**GIVEN INFORMATION**
<<<<

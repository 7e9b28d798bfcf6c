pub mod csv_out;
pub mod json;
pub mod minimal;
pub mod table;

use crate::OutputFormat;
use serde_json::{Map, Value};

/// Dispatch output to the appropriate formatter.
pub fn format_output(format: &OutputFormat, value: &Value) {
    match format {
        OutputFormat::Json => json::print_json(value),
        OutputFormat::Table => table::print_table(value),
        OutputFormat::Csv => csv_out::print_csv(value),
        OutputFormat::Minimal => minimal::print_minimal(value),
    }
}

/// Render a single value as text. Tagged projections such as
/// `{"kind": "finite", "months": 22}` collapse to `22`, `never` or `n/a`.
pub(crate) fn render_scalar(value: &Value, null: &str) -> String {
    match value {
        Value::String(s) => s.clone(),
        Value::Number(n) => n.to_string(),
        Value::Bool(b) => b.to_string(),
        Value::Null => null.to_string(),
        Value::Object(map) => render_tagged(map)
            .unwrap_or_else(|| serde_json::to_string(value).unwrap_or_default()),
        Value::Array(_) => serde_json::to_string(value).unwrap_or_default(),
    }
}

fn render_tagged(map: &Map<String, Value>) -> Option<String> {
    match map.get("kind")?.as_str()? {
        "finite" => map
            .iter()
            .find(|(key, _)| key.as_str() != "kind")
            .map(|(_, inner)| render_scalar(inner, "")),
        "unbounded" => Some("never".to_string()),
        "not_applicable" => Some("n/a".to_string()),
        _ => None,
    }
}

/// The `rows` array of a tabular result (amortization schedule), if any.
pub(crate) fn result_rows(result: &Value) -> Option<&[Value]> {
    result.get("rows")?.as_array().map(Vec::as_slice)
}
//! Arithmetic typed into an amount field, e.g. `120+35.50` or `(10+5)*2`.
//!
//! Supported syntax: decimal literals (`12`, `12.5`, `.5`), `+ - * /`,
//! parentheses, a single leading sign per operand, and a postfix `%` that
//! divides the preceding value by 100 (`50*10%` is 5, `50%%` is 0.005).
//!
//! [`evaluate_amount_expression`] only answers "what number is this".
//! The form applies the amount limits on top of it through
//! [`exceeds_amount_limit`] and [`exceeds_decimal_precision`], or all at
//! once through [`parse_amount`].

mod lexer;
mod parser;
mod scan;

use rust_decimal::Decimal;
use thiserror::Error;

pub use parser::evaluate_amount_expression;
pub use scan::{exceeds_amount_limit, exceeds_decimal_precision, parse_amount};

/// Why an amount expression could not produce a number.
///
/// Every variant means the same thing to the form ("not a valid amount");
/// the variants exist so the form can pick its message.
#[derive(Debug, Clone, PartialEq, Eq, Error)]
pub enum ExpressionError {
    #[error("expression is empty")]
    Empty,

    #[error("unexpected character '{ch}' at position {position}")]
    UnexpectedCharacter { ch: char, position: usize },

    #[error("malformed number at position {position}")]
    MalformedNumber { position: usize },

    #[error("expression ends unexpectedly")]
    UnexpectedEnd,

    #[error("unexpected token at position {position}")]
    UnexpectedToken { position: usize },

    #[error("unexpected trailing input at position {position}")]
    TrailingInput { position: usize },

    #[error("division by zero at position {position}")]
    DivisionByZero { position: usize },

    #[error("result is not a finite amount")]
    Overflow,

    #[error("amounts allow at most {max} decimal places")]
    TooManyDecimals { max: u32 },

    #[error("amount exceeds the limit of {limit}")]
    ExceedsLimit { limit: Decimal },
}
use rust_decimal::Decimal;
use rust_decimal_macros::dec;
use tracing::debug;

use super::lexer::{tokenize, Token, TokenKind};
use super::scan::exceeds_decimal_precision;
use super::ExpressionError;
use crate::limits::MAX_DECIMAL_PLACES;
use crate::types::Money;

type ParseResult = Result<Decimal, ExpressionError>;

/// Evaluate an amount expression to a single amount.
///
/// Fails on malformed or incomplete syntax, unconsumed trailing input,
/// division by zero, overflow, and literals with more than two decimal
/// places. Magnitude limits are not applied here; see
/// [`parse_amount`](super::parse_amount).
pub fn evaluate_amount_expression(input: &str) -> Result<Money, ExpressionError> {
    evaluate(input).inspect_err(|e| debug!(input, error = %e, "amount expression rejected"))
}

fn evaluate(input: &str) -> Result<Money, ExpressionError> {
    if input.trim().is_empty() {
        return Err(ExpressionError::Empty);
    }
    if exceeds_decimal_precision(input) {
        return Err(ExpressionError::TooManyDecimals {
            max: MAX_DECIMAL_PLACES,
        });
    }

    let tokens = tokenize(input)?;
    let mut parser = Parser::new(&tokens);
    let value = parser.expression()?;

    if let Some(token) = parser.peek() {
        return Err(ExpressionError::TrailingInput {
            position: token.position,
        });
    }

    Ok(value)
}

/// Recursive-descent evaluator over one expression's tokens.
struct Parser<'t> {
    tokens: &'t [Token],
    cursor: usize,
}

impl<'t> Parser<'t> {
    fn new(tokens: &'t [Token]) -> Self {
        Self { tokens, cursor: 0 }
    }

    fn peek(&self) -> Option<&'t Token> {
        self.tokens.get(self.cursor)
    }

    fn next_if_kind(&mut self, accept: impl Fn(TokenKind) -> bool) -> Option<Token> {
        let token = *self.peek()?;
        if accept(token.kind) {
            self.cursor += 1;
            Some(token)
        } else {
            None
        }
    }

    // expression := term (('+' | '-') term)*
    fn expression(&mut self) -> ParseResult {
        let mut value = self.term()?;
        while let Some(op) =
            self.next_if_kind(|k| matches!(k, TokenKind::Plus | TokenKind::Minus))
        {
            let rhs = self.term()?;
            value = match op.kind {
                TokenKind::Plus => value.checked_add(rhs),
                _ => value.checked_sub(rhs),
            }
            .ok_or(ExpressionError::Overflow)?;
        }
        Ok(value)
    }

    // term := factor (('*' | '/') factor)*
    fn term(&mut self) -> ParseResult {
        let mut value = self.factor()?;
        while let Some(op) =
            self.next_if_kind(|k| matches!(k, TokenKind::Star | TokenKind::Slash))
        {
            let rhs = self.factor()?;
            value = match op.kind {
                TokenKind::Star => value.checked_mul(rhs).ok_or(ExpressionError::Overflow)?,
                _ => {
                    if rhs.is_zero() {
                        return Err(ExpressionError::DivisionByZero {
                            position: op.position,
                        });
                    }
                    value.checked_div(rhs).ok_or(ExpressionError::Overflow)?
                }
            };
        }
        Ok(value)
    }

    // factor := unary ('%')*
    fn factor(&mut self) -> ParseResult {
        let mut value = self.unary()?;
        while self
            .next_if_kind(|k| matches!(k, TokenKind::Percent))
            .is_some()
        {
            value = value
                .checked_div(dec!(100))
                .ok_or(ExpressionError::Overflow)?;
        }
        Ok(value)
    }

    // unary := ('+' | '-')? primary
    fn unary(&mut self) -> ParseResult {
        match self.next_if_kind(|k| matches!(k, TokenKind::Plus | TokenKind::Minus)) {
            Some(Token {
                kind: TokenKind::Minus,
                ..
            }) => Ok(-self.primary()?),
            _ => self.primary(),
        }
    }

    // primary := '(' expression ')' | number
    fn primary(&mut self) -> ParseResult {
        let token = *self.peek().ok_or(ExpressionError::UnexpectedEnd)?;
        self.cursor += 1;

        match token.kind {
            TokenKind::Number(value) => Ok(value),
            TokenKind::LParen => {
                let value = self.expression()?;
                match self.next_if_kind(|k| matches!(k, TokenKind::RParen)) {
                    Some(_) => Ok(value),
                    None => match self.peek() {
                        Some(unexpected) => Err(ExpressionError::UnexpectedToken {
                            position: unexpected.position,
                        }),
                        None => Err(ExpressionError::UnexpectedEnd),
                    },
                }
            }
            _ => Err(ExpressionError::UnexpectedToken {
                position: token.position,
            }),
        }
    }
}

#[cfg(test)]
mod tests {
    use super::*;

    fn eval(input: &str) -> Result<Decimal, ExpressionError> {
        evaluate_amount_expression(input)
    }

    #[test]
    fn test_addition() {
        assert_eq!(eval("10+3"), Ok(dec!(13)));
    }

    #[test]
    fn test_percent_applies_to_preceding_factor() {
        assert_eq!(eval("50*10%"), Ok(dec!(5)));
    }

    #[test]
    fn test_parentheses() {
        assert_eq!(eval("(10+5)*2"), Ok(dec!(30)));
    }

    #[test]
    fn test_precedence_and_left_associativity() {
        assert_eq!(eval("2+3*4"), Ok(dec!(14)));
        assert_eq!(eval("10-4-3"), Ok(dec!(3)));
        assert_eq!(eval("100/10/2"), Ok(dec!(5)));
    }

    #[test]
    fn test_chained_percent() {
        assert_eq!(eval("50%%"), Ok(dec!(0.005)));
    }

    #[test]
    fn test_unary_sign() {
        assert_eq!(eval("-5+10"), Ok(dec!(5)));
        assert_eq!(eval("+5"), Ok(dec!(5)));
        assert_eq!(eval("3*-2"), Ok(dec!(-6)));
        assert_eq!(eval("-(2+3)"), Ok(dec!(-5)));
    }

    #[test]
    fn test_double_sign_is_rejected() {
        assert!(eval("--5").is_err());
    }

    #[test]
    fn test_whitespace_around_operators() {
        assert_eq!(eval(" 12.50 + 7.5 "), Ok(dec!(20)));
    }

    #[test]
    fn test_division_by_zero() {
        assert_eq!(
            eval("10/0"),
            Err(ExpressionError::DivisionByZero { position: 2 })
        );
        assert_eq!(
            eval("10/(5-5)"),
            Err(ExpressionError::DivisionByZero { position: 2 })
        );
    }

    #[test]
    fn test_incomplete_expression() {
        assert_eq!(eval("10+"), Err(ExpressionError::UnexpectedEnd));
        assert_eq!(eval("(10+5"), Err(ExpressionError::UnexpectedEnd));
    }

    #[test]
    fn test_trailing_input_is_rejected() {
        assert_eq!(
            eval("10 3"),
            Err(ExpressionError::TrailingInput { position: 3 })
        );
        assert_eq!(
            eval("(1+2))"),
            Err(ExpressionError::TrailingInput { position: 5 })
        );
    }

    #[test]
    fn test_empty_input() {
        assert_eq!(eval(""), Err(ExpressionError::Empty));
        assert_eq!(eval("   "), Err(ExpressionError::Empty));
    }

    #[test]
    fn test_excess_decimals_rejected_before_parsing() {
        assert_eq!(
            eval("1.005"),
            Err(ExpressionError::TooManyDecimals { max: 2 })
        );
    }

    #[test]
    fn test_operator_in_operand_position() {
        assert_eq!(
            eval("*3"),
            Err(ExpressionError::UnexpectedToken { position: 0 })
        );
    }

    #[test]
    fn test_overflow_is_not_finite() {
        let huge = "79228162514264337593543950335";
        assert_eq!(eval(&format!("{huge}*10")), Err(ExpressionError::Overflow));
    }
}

>>>>

**WHAT THE EXERCISE ASKS**
Among the records above, extract exactly the lines from the line with "divides the preceding" to the line with "than two decimal", both lines included, and leave out the rest.

**RESPONSE AREA**
//! divides the preceding value by 100 (`50*10%` is 5, `50%%` is 0.005).
//!
//! [`evaluate_amount_expression`] only answers "what number is this".
//! The form applies the amount limits on top of it through
//! [`exceeds_amount_limit`] and [`exceeds_decimal_precision`], or all at
//! once through [`parse_amount`].

mod lexer;
mod parser;
mod scan;

use rust_decimal::Decimal;
use thiserror::Error;

pub use parser::evaluate_amount_expression;
pub use scan::{exceeds_amount_limit, exceeds_decimal_precision, parse_amount};

/// Why an amount expression could not produce a number.
///
/// Every variant means the same thing to the form ("not a valid amount");
/// the variants exist so the form can pick its message.
#[derive(Debug, Clone, PartialEq, Eq, Error)]
pub enum ExpressionError {
    #[error("expression is empty")]
    Empty,

    #[error("unexpected character '{ch}' at position {position}")]
    UnexpectedCharacter { ch: char, position: usize },

    #[error("malformed number at position {position}")]
    MalformedNumber { position: usize },

    #[error("expression ends unexpectedly")]
    UnexpectedEnd,

    #[error("unexpected token at position {position}")]
    UnexpectedToken { position: usize },

    #[error("unexpected trailing input at position {position}")]
    TrailingInput { position: usize },

    #[error("division by zero at position {position}")]
    DivisionByZero { position: usize },

    #[error("result is not a finite amount")]
    Overflow,

    #[error("amounts allow at most {max} decimal places")]
    TooManyDecimals { max: u32 },

    #[error("amount exceeds the limit of {limit}")]
    ExceedsLimit { limit: Decimal },
}
use rust_decimal::Decimal;
use rust_decimal_macros::dec;
use tracing::debug;

use super::lexer::{tokenize, Token, TokenKind};
use super::scan::exceeds_decimal_precision;
use super::ExpressionError;
use crate::limits::MAX_DECIMAL_PLACES;
use crate::types::Money;

type ParseResult = Result<Decimal, ExpressionError>;

/// Evaluate an amount expression to a single amount.
///
/// Fails on malformed or incomplete syntax, unconsumed trailing input,
/// division by zero, overflow, and literals with more than two decimal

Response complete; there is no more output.